Unlike mammals, snakes are not built to chew their foods. Instead, they will devour their prey whole. Snakes are carnivorous; therefore, they will only eat meat. The way the snakes swallow their prey has always been a source of fascination to many. Any super-sized meal will not intimidate the snake. Compared to the jaw of the mammals designed to exert raw force, the snake jaw is filled with complex ligaments, tendons, and muscles that provide them with unparalleled flexibility.
How Do Snakes Eat Their Prey?
As opposed to the common misbelief, the jaw of the snake will not dislocate. They will remain connected throughout the feeding process. The lower jaws of the snake will move independently. Unlike humans, the mandibles of the snake are not connected by symphysis. It is attached through very elastic ligaments that allow their jaw to spread out. The mandibles are roughly linked to the skull's back area that provides them with better rotation. These exclusive features will make it possible for them to swallow prey larger than them. As long as it can fit their jaw, they can gradually move their food inside their bodies using their strong muscle.

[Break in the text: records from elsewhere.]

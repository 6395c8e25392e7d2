//! Process Registry
//!
//! Resolves whether a PID lives on this node and routes deliveries
//! accordingly: local PIDs go to the local dispatcher, remote PIDs go to the
//! registered remote route (the endpoint manager once the server is
//! started). With no route registered, remote deliveries become dead
//! letters.

use crate::events::{EventStream, RemoteEvent};
use crate::protocol::{DeliverRequest, MessageHeader, Pid};
use crate::serialization::{Payload, BINCODE_SERIALIZER_ID};
use parking_lot::RwLock;
use serde::{Deserialize, Serialize};
use std::fmt;
use std::sync::Arc;
use tracing::{debug, trace};

/// Address used before the server has bound one
pub const NO_HOST: &str = "nonhost";

/// Wire type name of `DeadLetterResponse`
pub const DEAD_LETTER_RESPONSE_TYPE: &str = "actor.DeadLetterResponse";

/// Reply sent to a sender whose message could not be delivered
#[derive(Debug, Clone, PartialEq, Eq, Serialize, Deserialize)]
pub struct DeadLetterResponse {
    pub target: Pid,
}

/// One message handed to the local actor runtime
#[derive(Clone)]
pub struct LocalEnvelope {
    pub target: Pid,
    pub sender: Option<Pid>,
    pub header: Option<MessageHeader>,
    pub message: Payload,
}

impl fmt::Debug for LocalEnvelope {
    fn fmt(&self, f: &mut fmt::Formatter<'_>) -> fmt::Result {
        f.debug_struct("LocalEnvelope")
            .field("target", &self.target)
            .field("sender", &self.sender)
            .field("header", &self.header)
            .finish_non_exhaustive()
    }
}

/// Local actor runtime entry point
pub trait LocalDispatcher: Send + Sync {
    fn dispatch(&self, envelope: LocalEnvelope);
}

/// Outbound route for PIDs owned by other nodes
pub trait RemoteRoute: Send + Sync {
    fn route(&self, request: DeliverRequest);
}

/// Address resolution and delivery routing for one actor system
pub struct ProcessRegistry {
    address: RwLock<String>,
    local: Arc<dyn LocalDispatcher>,
    remote: RwLock<Option<Arc<dyn RemoteRoute>>>,
    event_stream: EventStream,
}

impl ProcessRegistry {
    pub fn new(local: Arc<dyn LocalDispatcher>, event_stream: EventStream) -> Self {
        Self {
            address: RwLock::new(NO_HOST.to_string()),
            local,
            remote: RwLock::new(None),
            event_stream,
        }
    }

    pub fn address(&self) -> String {
        self.address.read().clone()
    }

    pub fn set_address(&self, address: impl Into<String>) {
        *self.address.write() = address.into();
    }

    /// Install the resolver for non-local PIDs
    pub fn register_remote_route(&self, route: Arc<dyn RemoteRoute>) {
        *self.remote.write() = Some(route);
    }

    pub fn clear_remote_route(&self) {
        *self.remote.write() = None;
    }

    pub fn is_local(&self, pid: &Pid) -> bool {
        pid.address == NO_HOST || *self.address.read() == pid.address
    }

    /// Route one delivery by target address
    pub fn send(&self, request: DeliverRequest) {
        if self.is_local(&request.target) {
            trace!(target_pid = %request.target, "Dispatching locally");
            self.local.dispatch(LocalEnvelope {
                target: request.target,
                sender: request.sender,
                header: request.header,
                message: request.message,
            });
            return;
        }

        let route = self.remote.read().clone();
        match route {
            Some(route) => route.route(request),
            None => {
                debug!(target_pid = %request.target, "No remote route registered");
                self.dead_letter(request);
            }
        }
    }

    /// Hand a message straight to the local runtime
    pub fn dispatch_local(&self, envelope: LocalEnvelope) {
        self.local.dispatch(envelope);
    }

    /// Terminal handling for an undeliverable request: a `DeadLetterResponse`
    /// to the sender if there is one, otherwise a `DeadLetter` event
    pub fn dead_letter(&self, request: DeliverRequest) {
        match request.sender {
            Some(sender) => {
                debug!(sender = %sender, target_pid = %request.target, "Sending dead letter response");
                let response = DeadLetterResponse {
                    target: request.target,
                };
                self.send(DeliverRequest::new(sender, Arc::new(response), BINCODE_SERIALIZER_ID));
            }
            None => self.event_stream.publish(RemoteEvent::DeadLetter {
                message: request.message,
                sender: None,
                target: request.target,
            }),
        }
    }
}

How Do Snakes Digest Their Food?
Understand that swallowing their food is only the start of the process. They will still need to digest their food correctly. As mentioned above, snakes will not chew their food; therefore, they will need powerful digestive juices to dissolve them. The enzymes can disintegrate the outer part of their prey. It will take a while, and it is not surprising for the snakes to regurgitate partially digested prey. Snakes who habitually attack prey larger than their body size will take a while to digest their meal. They are also prone to some digestive problems. For instance, if the digestion process failed to outpace the putrefaction, the prey inside the snake's body may expand and cause a severe consequence on the animal's health. Luckily, pit vipers do not have to worry about this since they are armed with venom. It dissolves the protein that aids in the digestion process.
What Do Snakes Eat?
Different species of snakes will be attracted to different meals. There is no 'universal' type of diet among snakes. For instance, the egg-eating snake will only be interested in devouring the eggs of the animals. Their system is uniquely designed to break down the shell of the eggs after they swallow them. Some snakes will eat termites, bats, birds, worms, and fish. Some of them will be active hunters, while other snakes prefer to ambush their prey. For instance, the Eastern Indigo Snake is not a picky eater; they will eat any edible stuff that will fit inside their jaw; rattlesnakes, puppies, cats, rodents, tortoises, and frogs. Nonetheless, their diet will not include plant material. The snake's teeth are not designed for chewing plant material; plants will also not provide them with the protein they need.
Snakes will have a varied natural diet. It may include small amphibians, birds, and sometimes, prey larger than them. The long digestion process allows the snakes to survive without eating for weeks.